Syleena Johnson singles chronology
| "Tonight I'm Gonna Let Go" (2002) | "All Falls Down" (2004) | "Hypnotic" (2005) |

Music video
- "All Falls Down" on YouTube

= All Falls Down =

"All Falls Down" is a song by American rapper Kanye West. It was released as the third single from his debut studio album, The College Dropout (2004). The song was written and produced by West and features American R&B and soul singer Syleena Johnson. The song is a hip-hop and conscious hip-hop track, and contains an interpolation of "Mystery of Iniquity" by Lauryn Hill from her live album MTV Unplugged No. 2.0; Hill is credited as a composer. The song was recorded in Sony Music Studios in New York City, New York and Larrabee Sound North in Los Angeles, California.
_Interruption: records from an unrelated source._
/// Response DTO for a master record, kind-specific fields flattened in.
#[derive(Debug, Clone, Serialize)]
#[serde(rename_all = "camelCase")]
pub struct MasterRecordDto {
    pub id: Uuid,
    #[serde(rename = "type")]
    pub kind: MasterKind,
    pub name: String,
    #[serde(skip_serializing_if = "Option::is_none")]
    pub description: Option<String>,
    #[serde(skip_serializing_if = "Option::is_none")]
    pub code: Option<String>,
    pub status: RecordStatus,
    pub sort_order: i32,
    pub is_default: bool,
    pub is_popular: bool,
    #[serde(skip_serializing_if = "serde_json::Map::is_empty")]
    pub metadata: serde_json::Map<String, serde_json::Value>,
    // geo
    #[serde(skip_serializing_if = "Option::is_none")]
    pub state: Option<String>,
    #[serde(skip_serializing_if = "Option::is_none")]
    pub country: Option<String>,
    #[serde(skip_serializing_if = "Option::is_none")]
    pub coordinates: Option<GeoPoint>,
    #[serde(skip_serializing_if = "Option::is_none")]
    pub timezone: Option<String>,
    #[serde(skip_serializing_if = "Option::is_none")]
    pub pin_codes: Option<Vec<String>>,
    // parent link
    #[serde(skip_serializing_if = "Option::is_none")]
    pub parent_id: Option<Uuid>,
    #[serde(skip_serializing_if = "Option::is_none")]
    pub parent_type: Option<MasterKind>,
    // category
    #[serde(skip_serializing_if = "Option::is_none")]
    pub category: Option<String>,
    #[serde(skip_serializing_if = "Option::is_none")]
    pub icon: Option<String>,
    #[serde(skip_serializing_if = "Option::is_none")]
    pub color: Option<String>,
    // numeric
    #[serde(skip_serializing_if = "Option::is_none")]
    pub numeric_value: Option<i32>,
    #[serde(skip_serializing_if = "Option::is_none")]
    pub display_name: Option<String>,
    #[serde(skip_serializing_if = "Option::is_none")]
    pub unit: Option<String>,
    #[serde(skip_serializing_if = "Option::is_none")]
    pub min_value: Option<i32>,
    #[serde(skip_serializing_if = "Option::is_none")]
    pub max_value: Option<i32>,
    pub created_at: DateTime<Utc>,
    pub updated_at: DateTime<Utc>,
}

impl From<MasterRecord> for MasterRecordDto {
    fn from(record: MasterRecord) -> Self {
        let mut dto = Self {
            id: record.id,
            kind: record.kind,
            name: record.name,
            description: record.description,
            code: record.code,
            status: record.status,
            sort_order: record.sort_order,
            is_default: record.is_default,
            is_popular: record.is_popular,
            metadata: record.metadata,
            state: None,
            country: None,
            coordinates: None,
            timezone: None,
            pin_codes: None,
            parent_id: None,
            parent_type: None,
            category: None,
            icon: None,
            color: None,
            numeric_value: None,
            display_name: None,
            unit: None,
            min_value: None,
            max_value: None,
            created_at: record.created_at,
            updated_at: record.updated_at,
        };
        match record.details {
            TypeDetails::Geo(geo) => {
                dto.state = Some(geo.state);
                dto.country = geo.country;
                dto.coordinates = geo.coordinates;
                dto.timezone = geo.timezone;
                dto.pin_codes = (!geo.pin_codes.is_empty()).then_some(geo.pin_codes);
            }
            TypeDetails::Parent(link) => {
                dto.parent_id = Some(link.parent_id);
                dto.parent_type = Some(link.parent_kind);
            }
            TypeDetails::Category(cat) => {
                dto.category = Some(cat.category);
                dto.icon = cat.icon;
                dto.color = cat.color;
            }
            TypeDetails::Numeric(num) => {
                dto.numeric_value = Some(num.value);
                dto.display_name = num.display_name;
                dto.unit = num.unit;
                dto.min_value = num.min_value;
                dto.max_value = num.max_value;
            }
        }
        dto
    }
}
Released on the 8th of March, 2004, almost a month after the release of The College Dropout, the "All Falls Down" single (backed with fellow album track "Get 'Em High") entered the UK Singles Chart at number ten and peaked at number seven on the US Billboard Hot 100 on the 11th of May, his first solo Top 10 hit in the US. The song would also chart in the top 10 on six other charts, the song's highest position being a peak at number 2 on the US Hot Rap Tracks chart, just behind "Tipsy" by fellow American rapper J-Kwon.

The song was nominated for Best Rap/Sung Collaboration at the 47th Grammy Awards, Viewer's Choice at the 2004 BET Awards and received nominations for a total of four awards at the 2004 MTV Video Music Awards, the latter award show featuring a performance of the song, although it did not win in these categories, losing three of them to "Yeah!" by Usher. West would later collaborate with Johnson on Cam'ron's "Down and Out" and West's own "Donda Chant".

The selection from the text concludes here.